| Problem description |
Repeat all entries exactly.

| Records for the task |
::::::::::
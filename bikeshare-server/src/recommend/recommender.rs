//! Recommendation orchestration.

use tracing::{debug, trace};

use crate::domain::{DomainError, Sex, SkillLevel};
use crate::estimate::{EstimateError, estimate_distance, estimate_eta, mean_eta};
use crate::store::{StoreError, TripSource};

use super::config::{RecommenderConfig, SampleFallback};
use super::rank::{rank_by_midpoint, truncate};

/// Error from a recommendation request.
#[derive(Debug, thiserror::Error)]
pub enum RecommendError {
    /// The request was rejected before touching the data source
    #[error("invalid recommendation request: {0}")]
    InvalidRequest(String),

    /// A destination's trip time could not be estimated
    #[error("cannot estimate trip time to {destination}: {source}")]
    Estimate {
        destination: String,
        #[source]
        source: EstimateError,
    },

    /// The data source failed
    #[error(transparent)]
    Source(#[from] StoreError),
}

impl From<DomainError> for RecommendError {
    fn from(err: DomainError) -> Self {
        RecommendError::InvalidRequest(err.to_string())
    }
}

/// A recommended destination.
#[derive(Debug, Clone, PartialEq)]
pub struct Recommendation {
    /// Destination station name.
    pub destination: String,

    /// Estimated trip time in minutes.
    pub eta: f64,

    /// Mean observed distance in kilometres, `None` if no trip to this
    /// destination has usable coordinates.
    pub distance: Option<f64>,
}

impl Recommendation {
    /// Absolute difference between this ETA and `midpoint`, in minutes.
    pub fn offset_from(&self, midpoint: f64) -> f64 {
        (self.eta - midpoint).abs()
    }
}

/// Request for destination recommendations.
#[derive(Debug, Clone, PartialEq)]
pub struct RecommendRequest {
    /// Start station name.
    pub start: String,

    /// Shortest acceptable trip, in minutes.
    pub time_low: i64,

    /// Longest acceptable trip, in minutes.
    pub time_high: i64,

    /// Rider skill used to bias the ETA.
    pub skill: SkillLevel,

    /// Only use trips by riders of this sex; `None` uses every trip.
    pub sex: Option<Sex>,

    /// Maximum number of results; `None` defers to the configured default.
    pub limit: Option<i64>,
}

impl RecommendRequest {
    /// Create a request for an average rider with no sex filter or limit.
    pub fn new(start: impl Into<String>, time_low: i64, time_high: i64) -> Self {
        Self {
            start: start.into(),
            time_low,
            time_high,
            skill: SkillLevel::default(),
            sex: None,
            limit: None,
        }
    }

    /// Set the rider skill.
    pub fn with_skill(mut self, skill: SkillLevel) -> Self {
        self.skill = skill;
        self
    }

    /// Set the sex filter.
    pub fn with_sex(mut self, sex: Option<Sex>) -> Self {
        self.sex = sex;
        self
    }

    /// Set the result limit.
    pub fn with_limit(mut self, limit: Option<i64>) -> Self {
        self.limit = limit;
        self
    }

    /// Validate the request.
    ///
    /// Bounds are never swapped or clamped here; inverted or negative input
    /// is rejected.
    pub fn validate(&self) -> Result<(), RecommendError> {
        if self.time_low < 0 || self.time_high < 0 {
            return Err(RecommendError::InvalidRequest(format!(
                "time bounds must be non-negative (got {}..{})",
                self.time_low, self.time_high
            )));
        }

        if self.time_low > self.time_high {
            return Err(RecommendError::InvalidRequest(format!(
                "time_low {} is greater than time_high {}",
                self.time_low, self.time_high
            )));
        }

        if let Some(limit) = self.limit
            && limit < 0
        {
            return Err(RecommendError::InvalidRequest(format!(
                "limit must be non-negative (got {limit})"
            )));
        }

        Ok(())
    }

    /// Middle of the requested window, in minutes.
    pub fn midpoint(&self) -> f64 {
        (self.time_low as f64 + self.time_high as f64) / 2.0
    }

    /// Whether an ETA lies inside the inclusive window.
    pub fn in_window(&self, eta: f64) -> bool {
        self.time_low as f64 <= eta && eta <= self.time_high as f64
    }
}

/// Destination recommender.
///
/// Holds only borrowed, read-only collaborators, so any number of
/// recommenders can run concurrently over the same source.
pub struct Recommender<'a, S: TripSource + ?Sized> {
    source: &'a S,
    config: &'a RecommenderConfig,
}

impl<'a, S: TripSource + ?Sized> Recommender<'a, S> {
    /// Create a new recommender.
    pub fn new(source: &'a S, config: &'a RecommenderConfig) -> Self {
        Self { source, config }
    }

    /// Recommend destinations for a request, best fit first.
    ///
    /// A start station with no recorded trips, or no destination inside the
    /// window, yields an empty list rather than an error.
    pub fn recommend(&self, request: &RecommendRequest) -> Result<Vec<Recommendation>, RecommendError> {
        request.validate()?;

        let aggregate = self.source.endpoints_by_start(&request.start, request.sex)?;
        if aggregate.is_empty() {
            debug!(start = %request.start, sex = ?request.sex, "no trips recorded from start station");
            return Ok(Vec::new());
        }

        let mut matches = Vec::new();
        for (destination, durations) in aggregate.iter() {
            let Some(eta) = self.estimate(destination, durations, request.skill)? else {
                continue;
            };

            if !request.in_window(eta) {
                trace!(destination, eta, "outside requested window");
                continue;
            }

            let pairs = self.source.coordinates_for(&request.start, destination)?;
            matches.push(Recommendation {
                destination: destination.to_string(),
                eta,
                distance: estimate_distance(&pairs),
            });
        }

        debug!(
            start = %request.start,
            candidates = aggregate.len(),
            matches = matches.len(),
            "recommendation search complete"
        );

        let ranked = rank_by_midpoint(matches, request.midpoint());
        let limit = request
            .limit
            .map(|k| usize::try_from(k).unwrap_or(0))
            .or(self.config.default_limit);

        Ok(truncate(ranked, limit))
    }

    /// Distinct start stations known to the source, sorted.
    pub fn start_stations(&self) -> Result<Vec<String>, RecommendError> {
        Ok(self.source.start_stations()?)
    }

    /// Estimate one destination's ETA, applying the insufficient-sample policy.
    ///
    /// `Ok(None)` means the destination is dropped.
    fn estimate(
        &self,
        destination: &str,
        durations: &[u32],
        skill: SkillLevel,
    ) -> Result<Option<f64>, RecommendError> {
        let err = match estimate_eta(durations, skill) {
            Ok(eta) => return Ok(Some(eta)),
            Err(err) => err,
        };

        match (&err, self.config.sample_fallback) {
            (EstimateError::InsufficientSample { .. }, SampleFallback::Drop) => {
                debug!(destination, %err, "dropping destination");
                Ok(None)
            }
            (EstimateError::InsufficientSample { .. }, SampleFallback::Average) => {
                debug!(destination, %err, "falling back to unconditioned mean");
                Ok(mean_eta(durations))
            }
            _ => Err(RecommendError::Estimate {
                destination: destination.to_string(),
                source: err,
            }),
        }
    }
}

#[cfg(test)]
#[path = "recommender_tests.rs"]
mod tests;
::::::::::
| Output for this task |
filename bikeshare-server/src/recommend/recommender.rs
//! Recommendation orchestration.

use tracing::{debug, trace};

use crate::domain::{DomainError, Sex, SkillLevel};
use crate::estimate::{EstimateError, estimate_distance, estimate_eta, mean_eta};
use crate::store::{StoreError, TripSource};

use super::config::{RecommenderConfig, SampleFallback};
use super::rank::{rank_by_midpoint, truncate};

/// Error from a recommendation request.
#[derive(Debug, thiserror::Error)]
pub enum RecommendError {
    /// The request was rejected before touching the data source
    #[error("invalid recommendation request: {0}")]
    InvalidRequest(String),

    /// A destination's trip time could not be estimated
    #[error("cannot estimate trip time to {destination}: {source}")]
    Estimate {
        destination: String,
        #[source]
        source: EstimateError,
    },

    /// The data source failed
    #[error(transparent)]
    Source(#[from] StoreError),
}

impl From<DomainError> for RecommendError {
    fn from(err: DomainError) -> Self {
        RecommendError::InvalidRequest(err.to_string())
    }
}

/// A recommended destination.
#[derive(Debug, Clone, PartialEq)]
pub struct Recommendation {
    /// Destination station name.
    pub destination: String,

    /// Estimated trip time in minutes.
    pub eta: f64,

    /// Mean observed distance in kilometres, `None` if no trip to this
    /// destination has usable coordinates.
    pub distance: Option<f64>,
}

impl Recommendation {
    /// Absolute difference between this ETA and `midpoint`, in minutes.
    pub fn offset_from(&self, midpoint: f64) -> f64 {
        (self.eta - midpoint).abs()
    }
}

/// Request for destination recommendations.
#[derive(Debug, Clone, PartialEq)]
pub struct RecommendRequest {
    /// Start station name.
    pub start: String,

    /// Shortest acceptable trip, in minutes.
    pub time_low: i64,

    /// Longest acceptable trip, in minutes.
    pub time_high: i64,

    /// Rider skill used to bias the ETA.
    pub skill: SkillLevel,

    /// Only use trips by riders of this sex; `None` uses every trip.
    pub sex: Option<Sex>,

    /// Maximum number of results; `None` defers to the configured default.
    pub limit: Option<i64>,
}

impl RecommendRequest {
    /// Create a request for an average rider with no sex filter or limit.
    pub fn new(start: impl Into<String>, time_low: i64, time_high: i64) -> Self {
        Self {
            start: start.into(),
            time_low,
            time_high,
            skill: SkillLevel::default(),
            sex: None,
            limit: None,
        }
    }

    /// Set the rider skill.
    pub fn with_skill(mut self, skill: SkillLevel) -> Self {
        self.skill = skill;
        self
    }

    /// Set the sex filter.
    pub fn with_sex(mut self, sex: Option<Sex>) -> Self {
        self.sex = sex;
        self
    }

    /// Set the result limit.
    pub fn with_limit(mut self, limit: Option<i64>) -> Self {
        self.limit = limit;
        self
    }

    /// Validate the request.
    ///
    /// Bounds are never swapped or clamped here; inverted or negative input
    /// is rejected.
    pub fn validate(&self) -> Result<(), RecommendError> {
        if self.time_low < 0 || self.time_high < 0 {
            return Err(RecommendError::InvalidRequest(format!(
                "time bounds must be non-negative (got {}..{})",
                self.time_low, self.time_high
            )));
        }

        if self.time_low > self.time_high {
            return Err(RecommendError::InvalidRequest(format!(
                "time_low {} is greater than time_high {}",
                self.time_low, self.time_high
            )));
        }

        if let Some(limit) = self.limit
            && limit < 0
        {
            return Err(RecommendError::InvalidRequest(format!(
                "limit must be non-negative (got {limit})"
            )));
        }

        Ok(())
    }

    /// Middle of the requested window, in minutes.
    pub fn midpoint(&self) -> f64 {
        (self.time_low as f64 + self.time_high as f64) / 2.0
    }

    /// Whether an ETA lies inside the inclusive window.
    pub fn in_window(&self, eta: f64) -> bool {
        self.time_low as f64 <= eta && eta <= self.time_high as f64
    }
}

/// Destination recommender.
///
/// Holds only borrowed, read-only collaborators, so any number of
/// recommenders can run concurrently over the same source.
pub struct Recommender<'a, S: TripSource + ?Sized> {
    source: &'a S,
    config: &'a RecommenderConfig,
}

impl<'a, S: TripSource + ?Sized> Recommender<'a, S> {
    /// Create a new recommender.
    pub fn new(source: &'a S, config: &'a RecommenderConfig) -> Self {
        Self { source, config }
    }

    /// Recommend destinations for a request, best fit first.
    ///
    /// A start station with no recorded trips, or no destination inside the
    /// window, yields an empty list rather than an error.
    pub fn recommend(&self, request: &RecommendRequest) -> Result<Vec<Recommendation>, RecommendError> {
        request.validate()?;

        let aggregate = self.source.endpoints_by_start(&request.start, request.sex)?;
        if aggregate.is_empty() {
            debug!(start = %request.start, sex = ?request.sex, "no trips recorded from start station");
            return Ok(Vec::new());
        }

        let mut matches = Vec::new();
        for (destination, durations) in aggregate.iter() {
            let Some(eta) = self.estimate(destination, durations, request.skill)? else {
                continue;
            };

            if !request.in_window(eta) {
                trace!(destination, eta, "outside requested window");
                continue;
            }

            let pairs = self.source.coordinates_for(&request.start, destination)?;
            matches.push(Recommendation {
                destination: destination.to_string(),
                eta,
                distance: estimate_distance(&pairs),
            });
        }

        debug!(
            start = %request.start,
            candidates = aggregate.len(),
            matches = matches.len(),
            "recommendation search complete"
        );

        let ranked = rank_by_midpoint(matches, request.midpoint());
        let limit = request
            .limit
            .map(|k| usize::try_from(k).unwrap_or(0))
            .or(self.config.default_limit);

        Ok(truncate(ranked, limit))
    }

    /// Distinct start stations known to the source, sorted.
    pub fn start_stations(&self) -> Result<Vec<String>, RecommendError> {
        Ok(self.source.start_stations()?)
    }

    /// Estimate one destination's ETA, applying the insufficient-sample policy.
    ///
    /// `Ok(None)` means the destination is dropped.
    fn estimate(
        &self,
        destination: &str,
        durations: &[u32],
        skill: SkillLevel,
    ) -> Result<Option<f64>, RecommendError> {
        let err = match estimate_eta(durations, skill) {
            Ok(eta) => return Ok(Some(eta)),
            Err(err) => err,
        };

        match (&err, self.config.sample_fallback) {
            (EstimateError::InsufficientSample { .. }, SampleFallback::Drop) => {
                debug!(destination, %err, "dropping destination");
                Ok(None)
            }
            (EstimateError::InsufficientSample { .. }, SampleFallback::Average) => {
                debug!(destination, %err, "falling back to unconditioned mean");
                Ok(mean_eta(durations))
            }
            _ => Err(RecommendError::Estimate {
                destination: destination.to_string(),
                source: err,
            }),
        }
    }
}

#[cfg(test)]
#[path = "recommender_tests.rs"]
mod tests;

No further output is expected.